Le Laboratoire existentiel, le stoïcisme et ses conséquences

Comme pour tout le monde, les derniers mois ont été difficiles.

Comme tous les éditeurs, nous avons vu nos événements du printemps annulés, sans parfois pouvoir être reportés ; événements d’autant plus essentiels lorsqu’on est indépendant et que nos livres trouvent principalement leur écho en allant directement à la rencontre du public.

Comme la majorité de nos confrères et consoeurs, nous avons dû reporter la sortie de nos livres, dans un flou complet vis-à-vis de nous-mêmes et de nos auteur.e.s, avec par ailleurs la conscience aiguisée du nombre de parutions qui vont se bousculer tout à coup sur les tables des librairies, entre les deux mois d’arrêt culturels, l’été et son lot de lectures, la rentrée de septembre et son lot de prix littéraires.

Comment ne pas étouffer dans cette nasse ?

En inspirant à plein poumon une bonne dose de stoïcisme (au sens philosophique du terme) : d’abord, accepte qu’il n’y ait rien que tu puisses faire contre le sort qui s’acharne contre toi et le reste du monde depuis ce début d’année 2020. Ensuite, réfléchis à ce qui dépend de toi, à ce que tu peux faire. Ouvre la boîte à idées avec toi-même et tes consoeurs.

En attendant d’avancer avec ces dernières, ça va donner déjà ça pour Le Laboratoire existentiel : une identité d’idées plus marquées, déjà sous-jacentes à ma façon éthique de concevoir ma maison, l’édition, mon travail, mais que j’ai désormais envie de mettre beaucoup plus en avant. En premier lieu avec la chaîne Youtube qui va aller vers davantage de cohérence visuelle et tenter de proposer de nouveaux types de contenus dans les semaines à venir.

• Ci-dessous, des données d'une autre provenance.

//! Envoi du rapport vers l'API distante.
//!
//! Un échec d'envoi n'invalide jamais le rapport : il est journalisé puis
//! ignoré par [`deliver`].

use std::time::Duration;

use reqwest::blocking::Client;
use serde::{Deserialize, Serialize};
use thiserror::Error;

use lotofacil_engine::report::Report;

use crate::config::ApiConfig;

#[derive(Debug, Error)]
pub enum DeliveryError {
    #[error("Configuration API incomplète : {0} manquant")]
    MissingConfig(&'static str),

    #[error("Erreur HTTP : {0}")]
    Http(#[from] reqwest::Error),

    #[error("Aucun jeton d'accès dans la réponse de connexion")]
    MissingToken,
}

#[derive(Serialize)]
struct LoginRequest<'a> {
    email: &'a str,
    password: &'a str,
}

#[derive(Deserialize)]
struct LoginResponse {
    #[serde(rename = "accessToken", default)]
    access_token: Option<String>,
}

pub struct ApiClient {
    client: Client,
    base_url: String,
    email: String,
    password: String,
}

impl ApiClient {
    pub fn from_config(config: &ApiConfig) -> Result<Self, DeliveryError> {
        let base_url = config.url.as_deref().ok_or(DeliveryError::MissingConfig("API_URL"))?;
        let email = config.email.as_deref().ok_or(DeliveryError::MissingConfig("API_EMAIL"))?;
        let password = config
            .password
            .as_deref()
            .ok_or(DeliveryError::MissingConfig("API_PASSWORD"))?;

        let client = Client::builder()
            .timeout(Duration::from_secs(config.timeout_seconds))
            .build()?;

        Ok(Self {
            client,
            base_url: base_url.trim_end_matches('/').to_string(),
            email: email.to_string(),
            password: password.to_string(),
        })
    }

    fn login_url(&self) -> String {
        format!("{}/auth/login", self.base_url)
    }

    fn report_url(&self) -> String {
        format!("{}/lotofacil/analisys", self.base_url)
    }

    pub fn login(&self) -> Result<String, DeliveryError> {
        let response: LoginResponse = self
            .client
            .post(self.login_url())
            .json(&LoginRequest {
                email: &self.email,
                password: &self.password,
            })
            .send()?
            .error_for_status()?
            .json()?;

        response
            .access_token
            .filter(|t| !t.is_empty())
            .ok_or(DeliveryError::MissingToken)
    }

    pub fn send_report(&self, report: &Report) -> Result<u16, DeliveryError> {
        let token = self.login()?;
        let response = self
            .client
            .post(self.report_url())
            .bearer_auth(token)
            .json(report)
            .send()?
            .error_for_status()?;
        Ok(response.status().as_u16())
    }
}

/// Connexion puis envoi. Retourne `true` si l'API a accepté le rapport.
pub fn deliver(report: &Report, config: &ApiConfig) -> bool {
    let result = ApiClient::from_config(config).and_then(|client| client.send_report(report));
    match result {
        Ok(status) => {
            tracing::info!(status, "rapport envoyé à l'API");
            true
        }
        Err(e) => {
            tracing::error!(error = %e, "échec de l'envoi du rapport");
            false
        }
    }
}

#[cfg(test)]
mod tests {
    use super::*;
    use lotofacil_engine::heuristic::seeded_rng;
    use lotofacil_engine::make_test_draws;
    use lotofacil_engine::report::{assemble_report, ReportSettings};

    fn api(url: &str) -> ApiConfig {
        ApiConfig {
            url: Some(url.to_string()),
            email: Some("user@example.com".to_string()),
            password: Some("secret".to_string()),
            timeout_seconds: 2,
        }
    }

    fn small_report() -> Report {
        let draws = make_test_draws(20);
        assemble_report(&draws, &ReportSettings::default(), &mut seeded_rng(Some(1)))
    }

    #[test]
    fn test_urls_trim_trailing_slash() {
        let client = ApiClient::from_config(&api("https://api.example.com/")).unwrap();
        assert_eq!(client.login_url(), "https://api.example.com/auth/login");
        assert_eq!(client.report_url(), "https://api.example.com/lotofacil/analisys");
    }

    #[test]
    fn test_missing_config() {
        let mut config = api("https://api.example.com");
        config.password = None;
        let err = ApiClient::from_config(&config).err().unwrap();
        assert!(matches!(err, DeliveryError::MissingConfig("API_PASSWORD")));

        assert!(!deliver(&small_report(), &ApiConfig::default()));
    }

    #[test]
    fn test_unreachable_server_is_swallowed() {
        assert!(!deliver(&small_report(), &api("http://127.0.0.1:9")));
    }

    #[test]
    fn test_login_response_token() {
        let parsed: LoginResponse = serde_json::from_str(r#"{"accessToken": "abc"}"#).unwrap();
        assert_eq!(parsed.access_token.as_deref(), Some("abc"));
        let parsed: LoginResponse = serde_json::from_str(r#"{}"#).unwrap();
        assert!(parsed.access_token.is_none());
    }
}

Ensuite, puisque nous allons pouvoir relancer la machine mais avec des possibles atténués dans l’immédiat, nous vous invitons à souscrire à la parution enfin programmée du prochain livre de la maison d’édition, Ma Conscience ensablée, qui mérite amplement votre soutien et curiosité, et vous emmènera dans les méandres du désert saharien, parfait pour cet été un peu différent des autres.

On sort doucement de notre léthargie, on revient lentement mais sûrement vers vous, amis lecteurs, amies lectrices. Et on espère que vous ne nous avez pas trop oubliés.